Material for this exercise:
//! Render tree → layer tree

use super::element_kind::{ElementKind, COMMON_ATTRIBUTES, DEFINITION_TAGS};
use super::options::ReconcileOptions;
use crate::error::MarkupResult;
use crate::parser::parse_markup;
use crate::tree::{RenderElement, RenderTree};
use std::collections::HashSet;
use tracing::{debug, info, instrument, trace};
use vectorforge_document::{sanitize_layers, BlendMode, Layer, Shape};
use vectorforge_path::{parse_number, parse_with_options};

/// Prefix of ids synthesized for elements without one
pub const SYNTHETIC_ID_PREFIX: &str = "layer";

/// Parse markup and read its layers.
#[instrument(skip_all, fields(bytes = markup.len()))]
pub fn import_from_render_tree(markup: &str, options: &ReconcileOptions) -> MarkupResult<Vec<Layer>> {
    let tree = parse_markup(markup)?;
    Ok(import_tree(&tree, options))
}

/// Read layers from the root container, or from the document root when the
/// tree has no container.
#[instrument(skip_all)]
pub fn import_tree(tree: &RenderTree, options: &ReconcileOptions) -> Vec<Layer> {
    let source = tree
        .find_by_id(&options.root_container_id)
        .unwrap_or(&tree.root);

    let mut importer = Importer::new(tree, options);
    let layers = sanitize_layers(importer.import_children(source, SYNTHETIC_ID_PREFIX));

    info!(
        layers = layers.len(),
        total = importer.claimed.len(),
        "Imported layers"
    );
    layers
}

struct Importer<'a> {
    options: &'a ReconcileOptions,
    /// Every id written anywhere in the tree
    reserved: HashSet<String>,
    /// Ids handed out so far
    claimed: HashSet<String>,
}

impl<'a> Importer<'a> {
    fn new(tree: &RenderTree, options: &'a ReconcileOptions) -> Self {
        let mut reserved = HashSet::new();
        collect_ids(&tree.root, &mut reserved);
        Self {
            options,
            reserved,
            claimed: HashSet::new(),
        }
    }

    fn import_children(&mut self, parent: &RenderElement, prefix: &str) -> Vec<Layer> {
        let mut layers = Vec::new();
        for (position, child) in parent.elements().enumerate() {
            self.import_element(child, &format!("{}-{}", prefix, position), &mut layers);
        }
        layers
    }

    fn import_element(&mut self, element: &RenderElement, position: &str, out: &mut Vec<Layer>) {
        if let Some(id) = element.id().filter(|id| self.options.is_protected(id)) {
            trace!(id, "Skipping protected element");
            return;
        }
        if DEFINITION_TAGS.contains(&element.tag.as_str()) {
            trace!(tag = %element.tag, "Skipping definition element");
            return;
        }

        let Some(shape) = self.read_shape(element) else {
            // Unknown container: its drawables belong to the enclosing list
            for (index, child) in element.elements().enumerate() {
                self.import_element(child, &format!("{}-{}", position, index), out);
            }
            return;
        };

        let id = self.claim_id(element, position);
        let mut layer = read_common(element, Layer::new(id, shape));

        match &mut layer.shape {
            Shape::Group { children } => *children = self.import_children(element, position),
            _ => {
                let nested = self.import_children(element, position);
                if !nested.is_empty() {
                    layer.children = Some(nested);
                }
            }
        }

        debug!(layer_id = %layer.id, tag = %element.tag, "Imported layer");
        out.push(layer);
    }

    /// Geometry of a drawable element; None for anything else
    fn read_shape(&self, element: &RenderElement) -> Option<Shape> {
        let number = |name: &str| element.attr(name).and_then(parse_number).unwrap_or(0.0);

        let shape = match element.tag.as_str() {
            "rect" => Shape::Rect {
                x: number("x"),
                y: number("y"),
                width: number("width"),
                height: number("height"),
                corner_radius: element
                    .attr("rx")
                    .or_else(|| element.attr("ry"))
                    .and_then(parse_number)
                    .unwrap_or(0.0),
            },
            "ellipse" => Shape::ellipse(number("cx"), number("cy"), number("rx"), number("ry")),
            "circle" => Shape::ellipse(number("cx"), number("cy"), number("r"), number("r")),
            "text" => Shape::Text {
                x: number("x"),
                y: number("y"),
                content: element.own_text(),
                font_family: element.attr("font-family").map(str::to_string),
                font_size: element.attr("font-size").and_then(parse_number),
                font_weight: element.attr("font-weight").map(str::to_string),
                font_style: element.attr("font-style").map(str::to_string),
            },
            "path" => self.path(element.attr("d").unwrap_or_default()),
            "line" => self.path(&format!(
                "M {} {} L {} {}",
                number("x1"),
                number("y1"),
                number("x2"),
                number("y2")
            )),
            "polyline" | "polygon" => {
                let mut data = polyline_data(element.attr("points").unwrap_or_default());
                if element.tag == "polygon" && !data.is_empty() {
                    data.push_str(" Z");
                }
                self.path(&data)
            }
            "g" => Shape::group(Vec::new()),
            _ => return None,
        };
        Some(shape)
    }

    fn path(&self, data: &str) -> Shape {
        Shape::Path {
            nodes: parse_with_options(data, self.options.parse_options),
        }
    }

    /// The element's own id on first use, otherwise one derived from its
    /// position, suffixed until unique.
    fn claim_id(&mut self, element: &RenderElement, position: &str) -> String {
        if let Some(id) = element.id().filter(|id| !id.is_empty()) {
            if self.claimed.insert(id.to_string()) {
                return id.to_string();
            }
            debug!(id, "Repeated element id, synthesizing a new one");
        }

        let mut candidate = position.to_string();
        let mut suffix = 2;
        while self.reserved.contains(&candidate) || self.claimed.contains(&candidate) {
            candidate = format!("{}-{}", position, suffix);
            suffix += 1;
        }
        self.claimed.insert(candidate.clone());
        candidate
    }
}

fn read_common(element: &RenderElement, mut layer: Layer) -> Layer {
    layer.name = element
        .attr("data-name")
        .filter(|name| !name.is_empty())
        .map(str::to_string)
        .unwrap_or_else(|| layer.id.clone());
    layer.visible = element.attr("display") != Some("none");
    layer.locked = element.attr("data-locked") == Some("true");

    if let Some(fill) = element.attr("fill") {
        layer.fill_color = fill.to_string();
    }
    if let Some(stroke) = element.attr("stroke") {
        layer.stroke_color = stroke.to_string();
    }
    layer.stroke_width = element
        .attr("stroke-width")
        .and_then(parse_number)
        .unwrap_or(0.0);
    layer.opacity = element.attr("opacity").and_then(parse_number).unwrap_or(1.0);
    layer.blend_mode = element
        .attr("data-blend-mode")
        .map(BlendMode::from)
        .unwrap_or_default();
    layer.clip_mask_id = element.attr("clip-path").and_then(clip_reference);

    let consumed = consumed_attributes(&element.tag);
    for (name, value) in &element.attributes {
        if !COMMON_ATTRIBUTES.contains(&name.as_str()) && !consumed.contains(&name.as_str()) {
            layer.attributes.insert(name.clone(), value.clone());
        }
    }
    layer
}

/// Geometry attributes read into the shape for `tag`
fn consumed_attributes(tag: &str) -> &'static [&'static str] {
    match tag {
        "circle" => &["cx", "cy", "r"],
        "line" => &["x1", "y1", "x2", "y2"],
        "polyline" | "polygon" => &["points"],
        other => ElementKind::from_tag(other)
            .map(ElementKind::geometry_attributes)
            .unwrap_or(&[]),
    }
}

/// `url(#id)` → `id`
fn clip_reference(value: &str) -> Option<String> {
    let inner = value.trim().strip_prefix("url(")?.strip_suffix(')')?;
    let id = inner.trim().trim_matches(|c| c == '"' || c == '\'').strip_prefix('#')?;
    (!id.is_empty()).then(|| id.to_string())
}

/// `points` list → path data with one move followed by lines
fn polyline_data(points: &str) -> String {
    let numbers: Vec<f64> = points
        .split(|c: char| c.is_whitespace() || c == ',')
        .filter(|part| !part.is_empty())
        .filter_map(parse_number)
        .collect();

    numbers
        .chunks_exact(2)
        .enumerate()
        .map(|(index, pair)| {
            let command = if index == 0 { 'M' } else { 'L' };
            format!("{} {} {}", command, pair[0], pair[1])
        })
        .collect::<Vec<_>>()
        .join(" ")
}

fn collect_ids(element: &RenderElement, ids: &mut HashSet<String>) {
    if let Some(id) = element.id() {
        ids.insert(id.to_string());
    }
    for child in element.elements() {
        collect_ids(child, ids);
    }
}

#[cfg(test)]
mod tests {
    use super::*;
    use vectorforge_path::{serialize, NodeKind};

    fn import(markup: &str) -> Vec<Layer> {
        import_from_render_tree(markup, &ReconcileOptions::default()).unwrap()
    }

    fn ids(layers: &[Layer]) -> Vec<&str> {
        layers.iter().map(|l| l.id.as_str()).collect()
    }

    #[test]
    fn test_initial_document() {
        let layers = import(
            r##"<svg viewBox="0 0 512 512" xmlns="http://www.w3.org/2000/svg">
  <rect id="bg" width="100%" height="100%" fill="#0a0b0e"/>
  <g id="workspace_root">
    <path id="prime_path" d="M 156 156 L 356 156 L 356 356 L 156 356 Z" fill="#FF9800" fill-opacity="0.1" stroke="#FF9800" stroke-width="2" />
  </g>
</svg>"##,
        );

        assert_eq!(layers.len(), 1);
        let layer = &layers[0];
        assert_eq!(layer.id, "prime_path");
        assert_eq!(layer.name, "prime_path");
        assert_eq!(layer.fill_color, "#FF9800");
        assert_eq!(layer.stroke_width, 2.0);
        assert_eq!(layer.opacity, 1.0);
        assert_eq!(layer.attributes.get("fill-opacity").map(String::as_str), Some("0.1"));
        match &layer.shape {
            Shape::Path { nodes } => {
                assert_eq!(nodes.len(), 5);
                assert_eq!(nodes[4].kind, NodeKind::Close);
                assert_eq!(serialize(nodes), "M 156 156 L 356 156 L 356 356 L 156 356 Z");
            }
            other => panic!("expected path, got {other:?}"),
        }
    }

    #[test]
    fn test_defaults_for_missing_attributes() {
        let layers = import(r#"<svg><g id="workspace_root"><ellipse id="e" rx="5"/></g></svg>"#);
        let layer = &layers[0];

        assert!(layer.visible);
        assert!(!layer.locked);
        assert_eq!(layer.fill_color, "#ffffff");
        assert_eq!(layer.stroke_color, "#000000");
        assert_eq!(layer.stroke_width, 0.0);
        assert_eq!(layer.shape, Shape::ellipse(0.0, 0.0, 5.0, 0.0));
    }

    #[test]
    fn test_synthetic_ids_are_positional_and_unique() {
        let layers = import(
            r#"<svg><g id="workspace_root">
                <rect/>
                <rect id="layer-1"/>
                <rect id="dup"/>
                <rect id="dup"/>
            </g></svg>"#,
        );

        assert_eq!(ids(&layers), vec!["layer-0", "layer-1", "dup", "layer-3"]);
    }

    #[test]
    fn test_synthetic_id_avoids_explicit_ids() {
        let layers = import(r#"<svg><g id="workspace_root"><rect/><rect id="layer-0"/></g></svg>"#);
        assert_eq!(ids(&layers), vec!["layer-0-2", "layer-0"]);
    }

    #[test]
    fn test_skips_protected_and_definitions() {
        let layers = import(
            r#"<svg>
                <defs><path id="hidden" d="M 0 0"/></defs>
                <rect id="bg"/>
                <title>t</title>
                <a><circle id="c" r="2"/></a>
            </svg>"#,
        );

        assert_eq!(ids(&layers), vec!["c"]);
        assert_eq!(layers[0].shape, Shape::ellipse(0.0, 0.0, 2.0, 2.0));
    }

    #[test]
    fn test_groups_and_nested_children() {
        let layers = import(
            r#"<svg><g id="workspace_root">
                <g id="grp" data-name="Group"><rect id="r"/></g>
                <path id="p" d="M 0 0"><rect id="inner"/></path>
            </g></svg>"#,
        );

        assert_eq!(layers[0].name, "Group");
        assert_eq!(layers[0].shape, Shape::group(vec![read_common(
            &RenderElement::new("rect").with_attr("id", "r"),
            Layer::new("r", Shape::rect(0.0, 0.0, 0.0, 0.0)),
        )]));
        assert_eq!(ids(layers[1].children.as_deref().unwrap()), vec!["inner"]);
    }

    #[test]
    fn test_common_flags() {
        let layers = import(
            r#"<svg><g id="workspace_root"><text id="t" x="4" font-size="12px" display="none" data-locked="true" data-blend-mode="screen" clip-path="url(#m)" opacity="7">Hi <tspan>there</tspan></text></g></svg>"#,
        );
        let layer = &layers[0];

        assert!(!layer.visible);
        assert!(layer.locked);
        assert_eq!(layer.blend_mode, BlendMode::Screen);
        assert_eq!(layer.clip_mask_id.as_deref(), Some("m"));
        assert_eq!(layer.opacity, 1.0);
        match &layer.shape {
            Shape::Text { x, content, font_size, .. } => {
                assert_eq!(*x, 4.0);
                assert_eq!(content, "Hi there");
                assert_eq!(*font_size, Some(12.0));
            }
            other => panic!("expected text, got {other:?}"),
        }
    }

    #[test]
    fn test_polygon_and_line() {
        let layers = import(
            r#"<svg><polygon id="pg" points="0,0 10,0 10,10"/><line id="ln" x1="1" y1="2" x2="3" y2="4"/></svg>"#,
        );

        let data: Vec<String> = layers
            .iter()
            .map(|layer| match &layer.shape {
                Shape::Path { nodes } => serialize(nodes),
                other => panic!("expected path, got {other:?}"),
            })
            .collect();
        assert_eq!(data, vec!["M 0 0 L 10 0 L 10 10 Z", "M 1 2 L 3 4"]);
    }

    #[test]
    fn test_clip_reference() {
        assert_eq!(clip_reference("url(#a)"), Some("a".to_string()));
        assert_eq!(clip_reference(" url('#b') "), Some("b".to_string()));
        assert_eq!(clip_reference("none"), None);
    }
}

Work item: Report back each line of the entries that holds the string "index".

Exercise output:
            for (index, child) in element.elements().enumerate() {
                self.import_element(child, &format!("{}-{}", position, index), out);
        .map(|(index, pair)| {
            let command = if index == 0 { 'M' } else { 'L' };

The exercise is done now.